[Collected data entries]
==========

//! # Tagging Pipeline
//!
//! Orchestrates the full path from a raw ingredient line to labeled tokens:
//! normalize → tokenize → extract features → engine tag. At evaluation
//! time it drives the same path over a held-out corpus, strips IOB from
//! both the predictions and the ground truth, and scores the flattened
//! streams.
//!
//! The engine itself is opaque (see [`crate::model`]); the pipeline only
//! holds whatever implements [`SequenceLabeler`].
//!
//! ## Example
//!
//! ```rust,ignore
//! use ingredients_core::pipeline::Pipeline;
//!
//! let pipeline = Pipeline::new(my_trained_model);
//! let tags = pipeline.tag_line("2 tbsp garlic, chopped");
//! // tags: ["B-QTY", "B-UNIT", "B-INGR", "O", "O"]
//! ```

use tracing::debug;

use crate::corpus::TrainingData;
use crate::evaluation::{evaluate, ScoreTable};
use crate::features::features_for_line;
use crate::model::{SequenceLabeler, SequenceTrainer};
use crate::tagger::remove_iob;
use crate::tokenizer::{tokenize_normalized, Token};

/// A tagging pipeline wrapping a trained sequence-labeling model.
pub struct Pipeline<M: SequenceLabeler> {
    pub model: M,
}

impl<M: SequenceLabeler> Pipeline<M> {
    /// Wraps an already-trained model.
    pub fn new(model: M) -> Self {
        Self { model }
    }

    /// Trains a model on a prepared dataset and wraps it.
    pub fn train<T>(trainer: &T, data: &TrainingData) -> Result<Self, T::Error>
    where
        T: SequenceTrainer<Model = M>,
    {
        debug!(lines = data.len(), "training sequence model");
        let model = trainer.train(&data.features, &data.labels)?;
        Ok(Pipeline::new(model))
    }

    /// Tags one raw ingredient line, returning the engine's IOB tag string
    /// for each token.
    pub fn tag_line(&self, line: &str) -> Vec<String> {
        self.model.tag(&features_for_line(line))
    }

    /// Tags one raw line and pairs each token with its IOB-decoded label
    /// (entity name, or empty string for unlabeled tokens).
    ///
    /// Token spans refer to the returned normalized source string.
    pub fn parse_line(&self, line: &str) -> (String, Vec<(Token, String)>) {
        let (normalized, tokens) = tokenize_normalized(line);
        let features = crate::features::extract_features(&tokens);
        let labels = remove_iob(&self.model.tag(&features));
        (normalized, tokens.into_iter().zip(labels).collect())
    }

    /// Scores the model against a held-out dataset.
    ///
    /// Every line is tagged independently; predictions and ground truth are
    /// flattened in line order, IOB-stripped, and scored in one pass.
    pub fn evaluate(&self, data: &TrainingData) -> ScoreTable {
        debug!(lines = data.len(), "evaluating model");

        let mut truth = Vec::new();
        let mut pred = Vec::new();

        for (features, labels) in data.features.iter().zip(&data.labels) {
            truth.extend(labels.iter().map(|tag| tag.label()));
            pred.extend(self.model.tag(features));
        }

        evaluate(&remove_iob(&truth), &remove_iob(&pred))
    }
}

#[cfg(test)]
mod tests {
    use super::*;
    use crate::aligner::ReferenceRow;
    use crate::corpus::build_dataset;
    use crate::evaluation::{Metric, TOTAL};
    use crate::features::FeatureMap;
    use crate::model::SequenceLabeler;

    /// Deterministic stand-in for the external engine: labels tokens by
    /// their own features, the way a well-trained model would on easy
    /// lines.
    struct RuleLabeler;

    impl SequenceLabeler for RuleLabeler {
        fn tag(&self, features: &[FeatureMap]) -> Vec<String> {
            features
                .iter()
                .map(|map| {
                    if map.is_set("numeric") {
                        "B-QTY".to_string()
                    } else if map.is_set("unit") {
                        "B-UNIT".to_string()
                    } else {
                        "O".to_string()
                    }
                })
                .collect()
        }
    }

    #[test]
    fn test_tag_line() {
        let pipeline = Pipeline::new(RuleLabeler);
        let tags = pipeline.tag_line("2 tbsp garlic");
        assert_eq!(tags, ["B-QTY", "B-UNIT", "O"]);
    }

    #[test]
    fn test_parse_line_pairs_tokens_and_labels() {
        let pipeline = Pipeline::new(RuleLabeler);
        let (normalized, parsed) = pipeline.parse_line("1½ cups flour");
        assert_eq!(normalized, "1$1/2 cups flour");

        let pairs: Vec<(&str, &str)> = parsed
            .iter()
            .map(|(t, l)| (t.text.as_str(), l.as_str()))
            .collect();
        assert_eq!(pairs, [("1$1/2", "QTY"), ("cups", "UNIT"), ("flour", "")]);
    }

    #[test]
    fn test_evaluate_against_aligned_truth() {
        let rows = vec![ReferenceRow {
            input: "2 tbsp garlic".to_string(),
            name: "garlic".to_string(),
            qty: 2.0,
            range_end: 0.0,
            unit: "tbsp".to_string(),
            comment: None,
        }];
        let data = build_dataset(&rows);
        let pipeline = Pipeline::new(RuleLabeler);
        let scores = pipeline.evaluate(&data);

        // The rule labeler gets QTY and UNIT right but misses INGR
        assert_eq!(scores.precision["QTY"], Metric::Value(1.0));
        assert_eq!(scores.recall["QTY"], Metric::Value(1.0));
        assert_eq!(scores.recall["INGR"], Metric::Value(0.0));
        assert_eq!(scores.accuracy[TOTAL], Metric::Value(2.0 / 3.0));
    }
}
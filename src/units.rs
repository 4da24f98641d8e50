//! # Unit Synonym Table
//!
//! Maps the many ways a recipe spells a unit of measure — abbreviated,
//! pluralized, punctuated, capitalized — onto one canonical singular form.
//! "Tbsp.", "T" and "tablespoons" all standardize to "tablespoon", which is
//! what lets the label aligner match a raw token against the reference
//! `unit` field regardless of spelling.
//!
//! Unknown tokens pass through [`standardize`] unchanged, so unit
//! classification degrades to "not a known unit" rather than erroring.

use lazy_static::lazy_static;
use std::collections::HashMap;

/// Spelling variants → canonical singular form.
const UNIT_SYNONYMS: &[(&str, &str)] = &[
    ("T", "tablespoon"),
    ("T.", "tablespoon"),
    ("tbsp", "tablespoon"),
    ("tbsp.", "tablespoon"),
    ("Tbsp", "tablespoon"),
    ("Tbsp.", "tablespoon"),
    ("tablespoon", "tablespoon"),
    ("tablespoons", "tablespoon"),
    ("t", "teaspoon"),
    ("t.", "teaspoon"),
    ("tsp", "teaspoon"),
    ("tsp.", "teaspoon"),
    ("teaspoon", "teaspoon"),
    ("teaspoons", "teaspoon"),
    ("c", "cup"),
    ("C", "cup"),
    ("c.", "cup"),
    ("C.", "cup"),
    ("cup", "cup"),
    ("cups", "cup"),
    ("Cup", "cup"),
    ("Cups", "cup"),
    ("fl", "fluid"),
    ("fluid", "fluid"),
    ("fl oz", "fluid ounce"),
    ("fl.oz.", "fluid ounce"),
    ("fl.oz", "fluid ounce"),
    ("fluid ounce", "fluid ounce"),
    ("qt", "quart"),
    ("qt.", "quart"),
    ("quart", "quart"),
    ("quarts", "quart"),
    ("gal", "gallon"),
    ("gallon", "gallon"),
    ("gallons", "gallon"),
    ("ml", "milliliter"),
    ("mL", "milliliter"),
    ("milliliter", "milliliter"),
    ("milliliters", "milliliter"),
    ("millilitre", "milliliter"),
    ("millilitres", "milliliter"),
    ("l", "liter"),
    ("L", "liter"),
    ("liter", "liter"),
    ("liters", "liter"),
    ("litre", "liter"),
    ("litres", "liter"),
    ("g", "gram"),
    ("g.", "gram"),
    ("gram", "gram"),
    ("grams", "gram"),
    ("mg", "milligram"),
    ("milligram", "milligram"),
    ("milligrams", "milligram"),
    ("k", "kilogram"),
    ("kg", "kilogram"),
    ("kilogram", "kilogram"),
    ("kilograms", "kilogram"),
    ("oz", "ounce"),
    ("oz.", "ounce"),
    ("ounce", "ounce"),
    ("ounces", "ounce"),
    ("lb", "pound"),
    ("lbs", "pound"),
    ("lb.", "pound"),
    ("lbs.", "pound"),
    ("pound", "pound"),
    ("pounds", "pound"),
    ("in", "inch"),
    ("in.", "inch"),
    ("inch", "inch"),
    ("inches", "inch"),
    ("cm", "centimeter"),
    ("centimeter", "centimeter"),
    ("centimeters", "centimeter"),
    ("clove", "clove"),
    ("slice", "slice"),
    ("piece", "piece"),
    ("fillet", "fillet"),
    ("sprig", "sprig"),
    ("stick", "stick"),
    ("leave", "leaf"),
    ("package", "package"),
    ("can", "can"),
    ("bottle", "bottle"),
    ("handful", "handful"),
    ("dash", "dash"),
    ("pinch", "pinch"),
    ("cloves", "clove"),
    ("slices", "slice"),
    ("pieces", "piece"),
    ("fillets", "fillet"),
    ("sprigs", "sprig"),
    ("sticks", "stick"),
    ("leaves", "leaf"),
    ("packages", "package"),
    ("cans", "can"),
    ("bottles", "bottle"),
    ("handfuls", "handful"),
    ("dashes", "dash"),
    ("pinches", "pinch"),
];

lazy_static! {
    static ref UNITS: HashMap<&'static str, &'static str> =
        UNIT_SYNONYMS.iter().copied().collect();
}

/// Checks whether a token is a known unit spelling.
pub fn is_unit(token: &str) -> bool {
    UNITS.contains_key(token)
}

/// Converts a unit spelling into its canonical singular form.
///
/// Unknown tokens pass through unchanged.
///
/// # Example
///
/// ```rust
/// use ingredients_core::units::standardize;
///
/// assert_eq!(standardize("Tbsp."), "tablespoon");
/// assert_eq!(standardize("garlic"), "garlic");
/// ```
pub fn standardize<'a>(token: &'a str) -> &'a str {
    UNITS.get(token).copied().unwrap_or(token)
}
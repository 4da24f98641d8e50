//! # Lexical Normalizer
//!
//! Converts raw ingredient text into the canonical plain-text form the rest
//! of the pipeline expects. Recipe text copied from the web is full of
//! unicode vulgar fractions ("1½"), superscript digits and stray HTML tags;
//! this module rewrites all of them before tokenization.
//!
//! ## Rewrite steps
//!
//! 1. [`clean`]: strip HTML-like `<...>` tags.
//! 2. [`asciify`]: replace every fraction glyph and superscript/subscript
//!    digit with its plaintext spelling ("½" → "1/2", "²" → "2").
//! 3. [`clump_fractions`]: join a whole number to the fraction that follows
//!    it with a `$` marker ("1 1/2" → "1$1/2") so the tokenizer keeps the
//!    mixed number as a single token.
//!
//! [`preprocess`] applies the three in that order.
//!
//! ## Example
//!
//! ```rust
//! use ingredients_core::normalize::preprocess;
//!
//! assert_eq!(preprocess("1½ cups flour"), "1$1/2 cups flour");
//! ```

use lazy_static::lazy_static;
use regex::Regex;
use std::collections::HashMap;

/// Plaintext spellings for unicode fraction glyphs and super/subscript digits.
const UNICODE_FRACTIONS: &[(char, &str)] = &[
    ('½', "1/2"),
    ('⅓', "1/3"),
    ('⅔', "2/3"),
    ('¼', "1/4"),
    ('¾', "3/4"),
    ('⅕', "1/5"),
    ('⅖', "2/5"),
    ('⅗', "3/5"),
    ('⅘', "4/5"),
    ('⅙', "1/6"),
    ('⅚', "5/6"),
    ('⅐', "1/7"),
    ('⅛', "1/8"),
    ('⅜', "3/8"),
    ('⅝', "5/8"),
    ('⅞', "7/8"),
    ('⅑', "1/9"),
    ('⅒', "1/10"),
    ('¹', "1"),
    ('²', "2"),
    ('³', "3"),
    ('⁴', "4"),
    ('⁵', "5"),
    ('⁶', "6"),
    ('⁷', "7"),
    ('⁸', "8"),
    ('⁹', "9"),
    ('₁', "1"),
    ('₂', "2"),
    ('₃', "3"),
    ('₄', "4"),
    ('₅', "5"),
    ('₆', "6"),
    ('₇', "7"),
    ('₈', "8"),
    ('₉', "9"),
];

/// Superscript and subscript digits. These count as digits when deciding
/// whether a fraction glyph needs a separating space, matching how the
/// pipeline treats "1½" and "²½" alike.
const SUPER_SUB_DIGITS: &str = "⁰¹²³⁴⁵⁶⁷⁸⁹₀₁₂₃₄₅₆₇₈₉";

lazy_static! {
    static ref FRACTION_MAP: HashMap<char, &'static str> =
        UNICODE_FRACTIONS.iter().copied().collect();
    static ref CLUMP_RE: Regex =
        Regex::new(r"(\d+)\s+(\d)/(\d)").expect("fraction clump pattern should be valid");
    static ref TAG_RE: Regex = Regex::new(r"<.*?>").expect("tag pattern should be valid");
    static ref DIGIT_LETTER_RE: Regex =
        Regex::new(r"(\d+)([a-zA-Z])").expect("digit/letter pattern should be valid");
    static ref SLASH_RE: Regex =
        Regex::new(r"([^0-9\s])/").expect("slash pattern should be valid");
    static ref SPACE_RE: Regex = Regex::new(r"\s+").expect("space pattern should be valid");
}

fn is_digit_like(ch: char) -> bool {
    ch.is_ascii_digit() || SUPER_SUB_DIGITS.contains(ch)
}

/// Replaces every unicode fraction glyph and superscript/subscript digit
/// with its plaintext spelling.
///
/// When a glyph immediately follows a digit, a separating space is inserted
/// first so that "1½" becomes "1 1/2" and not "11/2". The standalone
/// fraction slash `⁄` maps to `/`.
pub fn asciify(text: &str) -> String {
    let mut parsed = String::with_capacity(text.len());
    let mut prev: Option<char> = None;

    for ch in text.chars() {
        if let Some(plain) = FRACTION_MAP.get(&ch) {
            if prev.map(is_digit_like).unwrap_or(false) {
                parsed.push(' ');
            }
            parsed.push_str(plain);
        } else if ch == '⁄' {
            parsed.push('/');
        } else {
            parsed.push(ch);
        }
        prev = Some(ch);
    }

    parsed
}

/// Rewrites mixed numbers `A b/c` as `A$b/c`.
///
/// The `$` joiner is the one character guaranteed not to appear in recipe
/// quantities, so the tokenizer keeps the whole number and its fraction
/// together as a single token ("1$1/2").
pub fn clump_fractions(text: &str) -> String {
    CLUMP_RE.replace_all(text, "${1}$$${2}/${3}").into_owned()
}

/// Strips HTML-like `<...>` tags (each tag matched non-greedily).
pub fn clean(text: &str) -> String {
    TAG_RE.replace_all(text, "").into_owned()
}

/// Splits digit/unit clumps ("2tbsp" → "2 tbsp"), pads non-numeric slashes
/// ("grams/2" → "grams / 2") and squeezes whitespace runs.
///
/// Not part of [`preprocess`]: callers that want declumping compose it
/// explicitly, e.g. `preprocess(&declump(text))`.
pub fn declump(text: &str) -> String {
    let text = DIGIT_LETTER_RE.replace_all(text, "${1} ${2}");
    let text = SLASH_RE.replace_all(&text, "${1} / ");
    SPACE_RE.replace_all(&text, " ").into_owned()
}

/// Full normalization pipeline: tag stripping, then fraction asciification,
/// then fraction clumping.
pub fn preprocess(text: &str) -> String {
    clump_fractions(&asciify(&clean(text)))
}

#[cfg(test)]
mod tests {
    use super::*;

    #[test]
    fn test_asciify_vulgar_fraction() {
        assert_eq!(asciify("½ cup"), "1/2 cup");
        assert_eq!(asciify("⅞ tsp"), "7/8 tsp");
    }

    #[test]
    fn test_asciify_separates_digit_and_glyph() {
        // "1½" must become "1 1/2", never "11/2"
        assert_eq!(asciify("1½"), "1 1/2");
        // No digit before the glyph: no space inserted
        assert_eq!(asciify("add ½"), "add 1/2");
    }

    #[test]
    fn test_asciify_superscripts_and_slash() {
        assert_eq!(asciify("x²"), "x2");
        assert_eq!(asciify("1⁄2"), "1/2");
    }

    #[test]
    fn test_clump_fractions() {
        assert_eq!(clump_fractions("1 1/2 cups"), "1$1/2 cups");
        // A lone fraction has no whole number to clump with
        assert_eq!(clump_fractions("1/2 cup"), "1/2 cup");
    }

    #[test]
    fn test_clean_strips_tags() {
        assert_eq!(clean("<b>2 cups</b> sugar"), "2 cups sugar");
        // Non-greedy per tag: text between tags survives
        assert_eq!(clean("<i>a</i> and <i>b</i>"), "a and b");
    }

    #[test]
    fn test_declump_is_not_part_of_preprocess() {
        // The default pipeline leaves digit/unit clumps alone
        assert_eq!(preprocess("2tbsp"), "2tbsp");
        assert_eq!(declump("2tbsp"), "2 tbsp");
        assert_eq!(declump("500 grams/2 cups"), "500 grams / 2 cups");
    }

    #[test]
    fn test_preprocess_order() {
        assert_eq!(preprocess("<b>1½</b> cups"), "1$1/2 cups");
    }
}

==========

PROMPT
Look at each line above and note whether it holds the word "pattern". Report how many do, as the number only.

TASK SOLUTION
5